Information shown
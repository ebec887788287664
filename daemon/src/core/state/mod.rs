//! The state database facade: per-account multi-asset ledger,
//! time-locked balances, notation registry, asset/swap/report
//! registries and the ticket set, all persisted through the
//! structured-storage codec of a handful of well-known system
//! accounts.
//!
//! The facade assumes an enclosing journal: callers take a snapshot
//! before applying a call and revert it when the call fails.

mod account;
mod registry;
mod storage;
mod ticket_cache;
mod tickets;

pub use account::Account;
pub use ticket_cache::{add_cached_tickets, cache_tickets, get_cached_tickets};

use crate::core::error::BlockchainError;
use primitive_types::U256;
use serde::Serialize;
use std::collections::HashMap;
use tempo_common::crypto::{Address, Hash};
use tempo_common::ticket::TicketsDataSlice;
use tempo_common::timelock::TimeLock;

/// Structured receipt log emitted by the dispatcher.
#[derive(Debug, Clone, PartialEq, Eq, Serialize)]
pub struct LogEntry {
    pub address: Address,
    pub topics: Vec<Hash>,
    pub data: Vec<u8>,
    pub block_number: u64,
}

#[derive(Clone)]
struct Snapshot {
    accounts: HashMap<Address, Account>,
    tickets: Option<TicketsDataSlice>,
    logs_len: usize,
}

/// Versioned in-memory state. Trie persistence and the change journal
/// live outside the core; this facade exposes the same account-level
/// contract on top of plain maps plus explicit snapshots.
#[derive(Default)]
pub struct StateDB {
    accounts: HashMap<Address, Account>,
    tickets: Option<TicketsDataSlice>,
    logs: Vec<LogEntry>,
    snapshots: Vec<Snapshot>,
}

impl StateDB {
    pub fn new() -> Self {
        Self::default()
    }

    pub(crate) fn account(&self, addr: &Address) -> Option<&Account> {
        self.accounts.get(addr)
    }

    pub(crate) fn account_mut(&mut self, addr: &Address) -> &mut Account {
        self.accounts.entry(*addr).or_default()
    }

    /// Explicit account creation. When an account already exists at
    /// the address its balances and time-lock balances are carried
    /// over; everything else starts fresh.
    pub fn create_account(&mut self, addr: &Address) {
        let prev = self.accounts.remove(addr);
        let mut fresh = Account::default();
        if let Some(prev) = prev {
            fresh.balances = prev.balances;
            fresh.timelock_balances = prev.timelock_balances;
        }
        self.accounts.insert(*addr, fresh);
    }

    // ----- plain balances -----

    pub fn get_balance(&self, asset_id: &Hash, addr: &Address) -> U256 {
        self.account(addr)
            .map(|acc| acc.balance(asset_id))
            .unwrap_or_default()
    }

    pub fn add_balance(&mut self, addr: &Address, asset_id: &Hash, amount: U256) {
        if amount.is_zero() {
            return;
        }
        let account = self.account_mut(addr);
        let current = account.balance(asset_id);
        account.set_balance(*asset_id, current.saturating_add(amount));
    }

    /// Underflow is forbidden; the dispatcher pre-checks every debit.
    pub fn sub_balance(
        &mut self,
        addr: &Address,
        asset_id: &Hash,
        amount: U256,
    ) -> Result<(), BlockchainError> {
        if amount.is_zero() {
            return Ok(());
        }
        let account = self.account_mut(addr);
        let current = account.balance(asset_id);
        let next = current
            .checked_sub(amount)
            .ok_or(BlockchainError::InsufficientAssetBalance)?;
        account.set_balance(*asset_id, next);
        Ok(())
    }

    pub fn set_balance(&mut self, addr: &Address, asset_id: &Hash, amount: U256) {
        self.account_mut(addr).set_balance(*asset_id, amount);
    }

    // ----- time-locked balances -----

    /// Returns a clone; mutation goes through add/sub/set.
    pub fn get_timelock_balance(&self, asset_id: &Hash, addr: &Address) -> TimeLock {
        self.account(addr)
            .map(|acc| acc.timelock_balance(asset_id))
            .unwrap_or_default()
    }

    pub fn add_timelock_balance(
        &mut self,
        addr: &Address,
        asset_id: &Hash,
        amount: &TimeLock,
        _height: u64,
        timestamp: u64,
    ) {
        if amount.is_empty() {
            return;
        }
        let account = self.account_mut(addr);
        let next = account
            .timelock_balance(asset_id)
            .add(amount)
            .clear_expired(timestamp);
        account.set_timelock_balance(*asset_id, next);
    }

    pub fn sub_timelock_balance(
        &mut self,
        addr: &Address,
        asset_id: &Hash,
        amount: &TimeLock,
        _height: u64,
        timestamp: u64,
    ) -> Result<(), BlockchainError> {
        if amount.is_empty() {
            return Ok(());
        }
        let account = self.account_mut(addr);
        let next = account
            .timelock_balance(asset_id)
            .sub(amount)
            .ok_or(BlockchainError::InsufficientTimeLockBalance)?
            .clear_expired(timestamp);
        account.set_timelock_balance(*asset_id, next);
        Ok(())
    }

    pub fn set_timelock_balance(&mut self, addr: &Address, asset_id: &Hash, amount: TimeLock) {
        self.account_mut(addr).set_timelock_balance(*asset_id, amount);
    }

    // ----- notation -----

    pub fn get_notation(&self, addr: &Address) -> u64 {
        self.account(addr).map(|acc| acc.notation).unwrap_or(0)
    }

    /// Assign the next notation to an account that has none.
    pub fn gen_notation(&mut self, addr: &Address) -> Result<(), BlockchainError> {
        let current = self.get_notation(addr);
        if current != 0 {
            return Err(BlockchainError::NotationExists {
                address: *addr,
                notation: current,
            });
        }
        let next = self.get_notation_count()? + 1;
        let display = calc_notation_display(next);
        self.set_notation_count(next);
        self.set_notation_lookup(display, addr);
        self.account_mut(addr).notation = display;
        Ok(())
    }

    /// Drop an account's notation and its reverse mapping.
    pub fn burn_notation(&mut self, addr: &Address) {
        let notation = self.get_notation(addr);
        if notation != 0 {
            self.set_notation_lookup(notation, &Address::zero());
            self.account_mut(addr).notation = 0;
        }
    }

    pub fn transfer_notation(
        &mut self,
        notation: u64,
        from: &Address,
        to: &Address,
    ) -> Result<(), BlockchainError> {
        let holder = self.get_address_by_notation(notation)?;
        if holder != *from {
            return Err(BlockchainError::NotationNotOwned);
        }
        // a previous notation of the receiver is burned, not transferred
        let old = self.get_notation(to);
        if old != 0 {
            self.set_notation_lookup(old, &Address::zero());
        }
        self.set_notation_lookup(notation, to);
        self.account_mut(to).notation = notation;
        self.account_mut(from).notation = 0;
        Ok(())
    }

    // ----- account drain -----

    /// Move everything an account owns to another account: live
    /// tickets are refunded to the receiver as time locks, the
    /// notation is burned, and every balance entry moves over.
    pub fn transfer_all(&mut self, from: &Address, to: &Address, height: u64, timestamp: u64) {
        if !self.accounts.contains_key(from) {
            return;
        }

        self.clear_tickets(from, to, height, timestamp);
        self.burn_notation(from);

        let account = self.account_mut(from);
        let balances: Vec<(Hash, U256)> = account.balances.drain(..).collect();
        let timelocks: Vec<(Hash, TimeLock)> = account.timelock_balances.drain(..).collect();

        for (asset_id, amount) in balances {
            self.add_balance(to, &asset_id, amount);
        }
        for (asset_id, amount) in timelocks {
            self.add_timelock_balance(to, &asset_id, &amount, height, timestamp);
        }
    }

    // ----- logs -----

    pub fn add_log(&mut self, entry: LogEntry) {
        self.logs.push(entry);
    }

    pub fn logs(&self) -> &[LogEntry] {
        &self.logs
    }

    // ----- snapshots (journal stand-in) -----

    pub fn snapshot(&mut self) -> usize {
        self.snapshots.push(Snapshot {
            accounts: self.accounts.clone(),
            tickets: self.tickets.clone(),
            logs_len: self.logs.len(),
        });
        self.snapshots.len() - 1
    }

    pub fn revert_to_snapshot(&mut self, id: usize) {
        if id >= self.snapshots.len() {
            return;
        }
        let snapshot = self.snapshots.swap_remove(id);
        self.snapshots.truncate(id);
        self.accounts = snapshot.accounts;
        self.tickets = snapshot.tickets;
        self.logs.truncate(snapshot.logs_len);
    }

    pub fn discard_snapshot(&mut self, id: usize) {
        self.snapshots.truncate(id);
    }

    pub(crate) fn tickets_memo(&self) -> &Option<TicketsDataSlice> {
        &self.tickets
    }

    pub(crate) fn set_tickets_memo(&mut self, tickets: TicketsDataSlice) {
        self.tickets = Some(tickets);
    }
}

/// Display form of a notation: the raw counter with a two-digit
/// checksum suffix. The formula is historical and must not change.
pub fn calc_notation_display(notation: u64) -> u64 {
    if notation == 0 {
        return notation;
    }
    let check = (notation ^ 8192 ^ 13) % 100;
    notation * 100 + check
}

Assignment
Scan the material above for the string "storage" and report each line where you find it.

Written answer
//! structured-storage codec of a handful of well-known system
mod storage;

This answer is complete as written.